Introduction
On a current project I am working on, I either have to or desire to plot information using the MatPlotLib library. However – the plots generated by the program have no bearing on the remainder of the program. In essence – the plots are generated externally to the program and saved to the disk (and/or displayed). However, when coded serially – the some plots can take a half minute or more to plot.
Tools used
Context
Here, MatPlotLib was used to plot geospatial data for small portions of a sphere. A separate file called plotting_toolbox.py
was created to store a function and sub functions to plot similar data for the region in question. the plotting_toolbox.py
and it’s main function plotter(*)
is used when I need to plot different attributes in different figures to highlight some aspect of the problem I am solving. At the time of this writing – the code is embargoed. However, the function is built as follows:
def plotter(title, out_file_name=None, roads=None, fire_stations=None, counties=False, display=True, dpi_override=300):
print("Plotting", title, "(", out_file_name, ")")
fig, ax = plt.subplots()
_setup(ax, fig, title, dpi_override)
if roads is not None:
_plot_roads(ax, roads)
if fire_stations is not None:
_plot_fire_stations(ax, fire_stations)
#etc...
if out_file_name is not None:
fig.savefig(out_file_name, bbox_inches='tight')
if display:
plt.show()
def _setup(ax, fig, title, dpi_override):
fig.gca().set_aspect('equal', adjustable='box')
ax.grid(zorder=0)
ax.set_title(label=title)
fig.dpi = dpi_override
ax.set_xlabel('Longitude')
ax.set_ylabel('Latitude')
def _plot_roads(ax, roads):
for road in roads:
x, y = zip(*road)
ax.plot(x, y, 'b,-', linewidth=0.5, zorder=35)
etc…
For example, if I wanted a map to display just the fire stations, I may call
plotter('fire stations', out_file_name='fire_stations.png', fire_stations=fs)
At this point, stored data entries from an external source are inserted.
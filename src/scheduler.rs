//! Local worker cluster for chunk evaluation.
//!
//! The cluster is created once before benchmarking, queried for its size to
//! fill run metadata, hosts the whole run through [`LocalCluster::install`],
//! and is closed once at the end. The orchestration core never issues
//! concurrent work against it.

use std::collections::BTreeMap;

use rayon::{ThreadPool, ThreadPoolBuilder};
use tracing::debug;

use crate::error::{ConfigError, Result};

/// Upper bound on the number of workers a default cluster starts.
pub const DEFAULT_MAX_WORKERS: usize = 4;

/// A set of workers sharing one dedicated thread pool.
pub struct LocalCluster {
    pool: ThreadPool,
    threads_per_worker: Vec<usize>,
}

impl LocalCluster {
    /// Start a cluster sized to the machine: up to
    /// [`DEFAULT_MAX_WORKERS`] workers splitting the available cores.
    pub fn new() -> Result<Self> {
        let cores = std::thread::available_parallelism()
            .map(|n| n.get())
            .unwrap_or(1);
        let workers = cores.min(DEFAULT_MAX_WORKERS);
        Self::with_workers(workers, cores.div_ceil(workers))
    }

    /// Start `workers` workers with `threads_per_worker` threads each.
    pub fn with_workers(workers: usize, threads_per_worker: usize) -> Result<Self> {
        if workers == 0 || threads_per_worker == 0 {
            return Err(ConfigError::Invalid(
                "a cluster needs at least one worker with one thread".to_string(),
            )
            .into());
        }
        let pool = ThreadPoolBuilder::new()
            .num_threads(workers * threads_per_worker)
            .thread_name(move |i| {
                format!(
                    "chunkbench-worker-{}-{}",
                    i / threads_per_worker,
                    i % threads_per_worker
                )
            })
            .build()?;

        debug!(workers, threads_per_worker, "started local cluster");
        Ok(Self {
            pool,
            threads_per_worker: vec![threads_per_worker; workers],
        })
    }

    /// Thread count of each worker, keyed by worker name.
    pub fn nthreads(&self) -> BTreeMap<String, usize> {
        self.threads_per_worker
            .iter()
            .enumerate()
            .map(|(i, &t)| (format!("worker-{}", i), t))
            .collect()
    }

    /// Run `op` with chunk evaluation scheduled on this cluster.
    pub fn install<OP, R>(&self, op: OP) -> R
    where
        OP: FnOnce() -> R + Send,
        R: Send,
    {
        self.pool.install(op)
    }

    /// Shut the cluster down.
    pub fn close(self) {
        debug!(workers = self.threads_per_worker.len(), "closing local cluster");
        drop(self.pool);
    }
}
If I wanted a map of the roads and counties, I may call
plotter('Roads', out_file_name='roads.png', roads=rds, counties=True)
and so forth.
Depending on the size of the road file and other data in the program, it can take a little bit of time to process and plot the graphs. Using multiprocessing
, we can create a new process where the plotting is done in a separate python process and we can let the computational part of the program continue to run in the original process.
The Modification
In Python, to import the multiprocessing module, we call:
from multiprocessing import Process
and can use the Process
class as indicated in the Python documentation, such as:
p = Process(target=f, args=('bob',))
p.start()
p.join()
In this case, we have multiple optional arguments in the plotter(*)
function. To retain the simplicity of being able to call the function with the optional parameters, I created a new function called plotter_mp(*)
and plotter_args_parser(*)
which took the identical arguments as plotter(*)
.
Since Process
Cannot handle optional arguments, the function plotter_args_parser(*)
exists to convert the optional arguments to their default values. It simply returns a tuple
of all the arguments ensuring that the default arguments retain their values if they are default.
def plotter_args_parser(title, out_file_name=None, roads=None, fire_stations=None, counties=False, display=True, dpi_override=300):
return (title, out_file_name, roads, fire_stations, counties, display, dpi_override)
When used in conjunction with plotter_mp(*)
, we see:
def plotter_mp(title, out_file_name=None, roads=None, fire_stations=None, counties=False, display=True, dpi_override=300):
print('Plotting with Multiprocessing:', title)
p_args = plotter_args_parser(title, out_file_name, roads, fire_stations, counties, display, dpi_override)
p = Process(target=plotter, args=p_args)
p.start()
and the plot will be saved and/or output whenever it is finished.
Savings
When executed on an AMD A8-7600 3.10ghz 4 core computer with 16.0GB RAM (15.0GB useable) on 64 bit Windows 10, without multiprocessing the program took approximately 10 to 11 minutes to complete. However, when plotting on a separate process (11 images), the process took around 8 to 9 minutes to complete – or about 10-20% in savings. Multiprocessing was also leveraged to read the large data files, however – that only shaved seconds of a serial implementation.
Conclusion
To maintain the flexibility that I had when originally making the plotter(*)
function, I created two wrapper functions, one called plotter_args_parser(*)
and another called plotter_mp(*)
, where the former turns the arguments into a tuple and the latter wraps the Process class and lets the new python process do it’s plotting thing until it’s finished.